Levantaram-se depois e Luís começou a assobiar para que os cães movimentassem o rebanho. Pediu inclusive a Girolme para assobiar também. Como ele não sabia assobiar com aquela estridência nem tinha forma de esconder a incapacidade, tentou assobiar de forma melodiosa. Luís ficou então desconfiado; pareceu-lhe que se alguém afirmava já ter sido pastor, deveria saber assobiar. Todavia, como não tinha alternativas, Luís dispôs-se a esquecer a falha e tentou ensiná-lo. Puseram-se então frente-a-frente e Luís ia indicando como colocar a língua de forma apropriada. Como a ação não era fácil de imitar, Girolme lembrou-se então de um provérbio que aprendera com Bernardo, sobre a teimosia do doutor António, e considerou que era muito adequado:
– Deixe lá, olhe que burro velho nã aprende línguas.
– E sabe porquê?
– Isso já nã sei – disse Girolme, sorrindo a ansiosidade e arrependendo-se do atrevimento.
– Fique então a saber que não é por ser velho, é por ser burro!
Luís fitou-o de seguida com um ar carregado e sério, procurando fazê-lo perceber que para ali trabalhar teria de se esforçar. Girolme entendeu a referência e tratou logo de se redimir em inúmeras tentativas frustradas. Luís afastou-se depois para ir buscar algumas ovelhas que tinham ficado para trás e Girolme foi divagando pela dúvida se realmente estaria preparado para as exigências. Olhou depois para o mosteiro, elevado na sua graciosidade secular e fixou a torre onde estivera algumas horas antes. Acabou por concluir que a falta de alternativas não lhe permitia qualquer devaneio. Voltou-se e encarou a fachada da capela, ficando preso às palavras que se elevavam acima da porta. Pouco depois, Luís voltou ao adro da capela, guiando o rebanho com os dois cães atrás de si.
– Sabe o que ‘tá ali a dizer? – perguntou Girolme.

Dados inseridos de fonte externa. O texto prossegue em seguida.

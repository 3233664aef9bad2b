#![no_main]
use libfuzzer_sys::fuzz_target;

use beacon_consensus_types::{BeaconState, ForkVersion, VersionedSsz};

fuzz_target!(|data: &[u8]| {
    let Some((&sel, bytes)) = data.split_first() else { return };
    let version = if sel & 1 == 0 {
        ForkVersion::Deneb
    } else {
        ForkVersion::Electra
    };

    if let Ok(state) = BeaconState::from_ssz_bytes(bytes, version) {
        let enc = state.ssz_bytes().expect("decoded state re-encodes");
        assert_eq!(enc, bytes, "accepted a non-canonical encoding");
        let again = BeaconState::from_ssz_bytes(&enc, version).expect("re-decode");
        assert_eq!(state, again);
    }
});
use beacon_ssz::{
    hash, ContainerDecoder, Decode, Encode, EnforceUnused, HashTreeRoot, Root, SszError, StaticSsz,
};

use crate::constants::SYNC_AGGREGATE_SIZE;
use crate::primitives::{BlsSignature, SyncCommitteeBits};

/// Reserved sync-committee aggregate. Sync committees are not run, so the
/// container keeps its wire slot but must be all zero. Decode does not check
/// this; the block body does, alongside its other reserved fields.
#[derive(Clone, Copy, Debug, Default, PartialEq, Eq)]
pub struct SyncAggregate {
    pub sync_committee_bits: SyncCommitteeBits,
    pub sync_committee_signature: BlsSignature,
}

impl EnforceUnused for SyncAggregate {
    fn enforce_unused(&self, field: &'static str) -> beacon_ssz::Result<()> {
        if self.sync_committee_bits.is_zero() && self.sync_committee_signature.is_zero() {
            Ok(())
        } else {
            Err(SszError::MustBeUnused { field })
        }
    }
}

impl Encode for SyncAggregate {
    fn ssz_size(&self) -> usize {
        SYNC_AGGREGATE_SIZE
    }

    fn ssz_write(&self, out: &mut Vec<u8>) -> beacon_ssz::Result<()> {
        self.enforce_unused("sync_aggregate")?;
        self.sync_committee_bits.ssz_write(out)?;
        self.sync_committee_signature.ssz_write(out)
    }
}

impl Decode for SyncAggregate {
    fn ssz_read(input: &[u8]) -> beacon_ssz::Result<Self> {
        let mut dec = ContainerDecoder::new(input, SYNC_AGGREGATE_SIZE)?;
        let sync_committee_bits = dec.read_static::<SyncCommitteeBits>()?;
        let sync_committee_signature = dec.read_static::<BlsSignature>()?;
        dec.finish()?;
        Ok(Self {
            sync_committee_bits,
            sync_committee_signature,
        })
    }
}

impl StaticSsz for SyncAggregate {
    const SSZ_SIZE: usize = SYNC_AGGREGATE_SIZE;
}

impl HashTreeRoot for SyncAggregate {
    fn hash_tree_root(&self) -> beacon_ssz::Result<Root> {
        hash::container_root(&[
            self.sync_committee_bits.hash_tree_root()?,
            self.sync_committee_signature.hash_tree_root()?,
        ])
    }
}
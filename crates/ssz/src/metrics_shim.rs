// No-op counterparts of `metrics.rs` when the `metrics` feature is off.

use crate::error::SszError;

#[inline]
pub fn decode_rejected(_err: &SszError) {}

#[inline]
pub fn encode_rejected(_err: &SszError) {}

#[inline]
pub fn root_computed() {}
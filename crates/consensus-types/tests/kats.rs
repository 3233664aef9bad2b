//! Known-answer vectors from the independent reference encoder.

use beacon_consensus_types::beacon_ssz::{Decode, Encode, HashTreeRoot, Root, SszError};
use beacon_consensus_types::{
    BeaconBlock, BeaconBlockBody, BeaconBlockHeader, BeaconState, Error, Eth1Data,
    ExecutionPayload, ExecutionPayloadHeader, ForkVersion, SignedBeaconBlock, Validator,
    VersionedSsz, Withdrawal,
};
use beacon_ssz_kats::{consensus_corpus, SszKat};

/// Decode, re-encode and hash. Returns the error kind on rejection.
fn run(kat: &SszKat) -> Result<(Vec<u8>, Root), &'static str> {
    let bytes = kat.ssz_bytes().expect("vector hex");
    let version = kat
        .version_bytes()
        .expect("version hex")
        .map(|v| ForkVersion::from_bytes(v).expect("known fork"));

    fn fixed<T: Decode + Encode + HashTreeRoot>(bytes: &[u8]) -> Result<(Vec<u8>, Root), &'static str> {
        let v = T::ssz_read(bytes).map_err(|e| e.kind())?;
        Ok((v.ssz_bytes().map_err(|e| e.kind())?, v.hash_tree_root().map_err(|e| e.kind())?))
    }

    fn versioned<T: VersionedSsz>(
        bytes: &[u8],
        version: Option<ForkVersion>,
    ) -> Result<(Vec<u8>, Root), &'static str> {
        let version = version.expect("versioned vector names its fork");
        let v = T::from_ssz_bytes(bytes, version).map_err(|e: Error| e.kind())?;
        assert_eq!(v.version(), version);
        Ok((v.ssz_bytes().map_err(|e| e.kind())?, v.hash_tree_root().map_err(|e| e.kind())?))
    }

    match kat.type_name.as_str() {
        "Eth1Data" => fixed::<Eth1Data>(&bytes),
        "BeaconBlockHeader" => fixed::<BeaconBlockHeader>(&bytes),
        "Validator" => fixed::<Validator>(&bytes),
        "Withdrawal" => fixed::<Withdrawal>(&bytes),
        "ExecutionPayload" => versioned::<ExecutionPayload>(&bytes, version),
        "ExecutionPayloadHeader" => versioned::<ExecutionPayloadHeader>(&bytes, version),
        "BeaconBlockBody" => versioned::<BeaconBlockBody>(&bytes, version),
        "BeaconBlock" => versioned::<BeaconBlock>(&bytes, version),
        "SignedBeaconBlock" => versioned::<SignedBeaconBlock>(&bytes, version),
        "BeaconState" => versioned::<BeaconState>(&bytes, version),
        other => panic!("no decoder for {other}"),
    }
}

#[test]
fn positive_vectors_match_bytes_and_roots() {
    let corpus = consensus_corpus().expect("corpus");
    let mut seen = 0;
    for kat in corpus.vectors.iter().filter(|v| !v.is_negative()) {
        let (bytes, root) = run(kat).unwrap_or_else(|kind| panic!("{}: rejected ({kind})", kat.name));
        assert_eq!(bytes, kat.ssz_bytes().unwrap(), "{}: re-encoding differs", kat.name);
        assert_eq!(Some(root), kat.root().unwrap(), "{}: root differs", kat.name);
        seen += 1;
    }
    assert!(seen >= 20);
}

#[test]
fn negative_vectors_fail_with_expected_kind() {
    let corpus = consensus_corpus().expect("corpus");
    for kat in corpus.vectors.iter().filter(|v| v.is_negative()) {
        let expected = kat.expect_error.as_deref().unwrap();
        match run(kat) {
            Ok(_) => panic!("{}: decoded, expected {expected}", kat.name),
            Err(kind) => assert_eq!(kind, expected, "{}", kat.name),
        }
    }
}

fn unused_fields(err: &Error, out: &mut Vec<&'static str>) {
    fn ssz(e: &SszError, out: &mut Vec<&'static str>) {
        match e {
            SszError::MustBeUnused { field } => out.push(*field),
            SszError::Multiple(v) => v.iter().for_each(|e| ssz(e, out)),
            _ => {}
        }
    }
    match err {
        Error::Ssz(e) => ssz(e, out),
        Error::Multiple(v) => v.iter().for_each(|e| unused_fields(e, out)),
        _ => {}
    }
}

fn body_decode_error(name: &str) -> Error {
    let corpus = consensus_corpus().expect("corpus");
    let kat = corpus
        .vectors
        .iter()
        .find(|k| k.name == name)
        .unwrap_or_else(|| panic!("missing vector {name}"));
    let version = ForkVersion::from_bytes(kat.version_bytes().unwrap().unwrap()).unwrap();
    BeaconBlockBody::from_ssz_bytes(&kat.ssz_bytes().unwrap(), version).unwrap_err()
}

#[test]
fn reserved_body_vectors_name_their_field() {
    for (name, field) in [
        ("body/proposer_slashings_not_empty", "proposer_slashings"),
        ("body/attester_slashings_not_empty", "attester_slashings"),
        ("body/attestations_not_empty", "attestations"),
        ("body/voluntary_exits_not_empty", "voluntary_exits"),
        ("body/sync_bits_set", "sync_aggregate"),
        ("body/sync_signature_set", "sync_aggregate"),
        ("body/bls_to_execution_changes_not_empty", "bls_to_execution_changes"),
    ] {
        let mut fields = Vec::new();
        unused_fields(&body_decode_error(name), &mut fields);
        assert_eq!(fields, [field], "{name}");
    }
}

#[test]
fn several_reserved_violations_are_all_reported() {
    let mut fields = Vec::new();
    unused_fields(&body_decode_error("body/several_reserved_set"), &mut fields);
    assert_eq!(fields, ["attestations", "voluntary_exits", "sync_aggregate"]);
}

#[test]
fn every_supported_block_fork_has_vectors() {
    let corpus = consensus_corpus().expect("corpus");
    for v in [
        ForkVersion::Deneb,
        ForkVersion::Deneb1,
        ForkVersion::Electra,
        ForkVersion::Electra1,
    ] {
        let wire = format!("0x{}", hex::encode(v.to_bytes()));
        for ty in ["BeaconBlockBody", "BeaconBlock", "BeaconState"] {
            assert!(
                corpus
                    .of_type(ty)
                    .any(|k| k.version.as_deref() == Some(wire.as_str())),
                "{ty} at {v}"
            );
        }
    }
}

Luís aproximou-se e ficou a olhar para as palavras em latim. Esclareceu que já soubera, mas que no momento não se lembrava. Desconfiados, os dois cães aproximaram-se de Girolme e começaram a cheirá-lo, como se soubessem das suas segundas intenções. Teve de ser Luís a mandá-los parar. Girolme estava cheio de medo e reconsiderou a ausência de alternativas.
– Não lhes mostre medo; nem fuja, mas também não se ponha a olhar para eles com vontade de lhes bater, que eles pressentem isso e atiram-se a si. Só querem ver como é que reage. Deixe-se estar; tenha calma. Já me lembrei! As palavras querem dizer: «Deus é grande e eu não vou meter o nariz onde não devo» – acrescentou Luís, de uma forma parca e seca, após um curto silêncio de inquietude.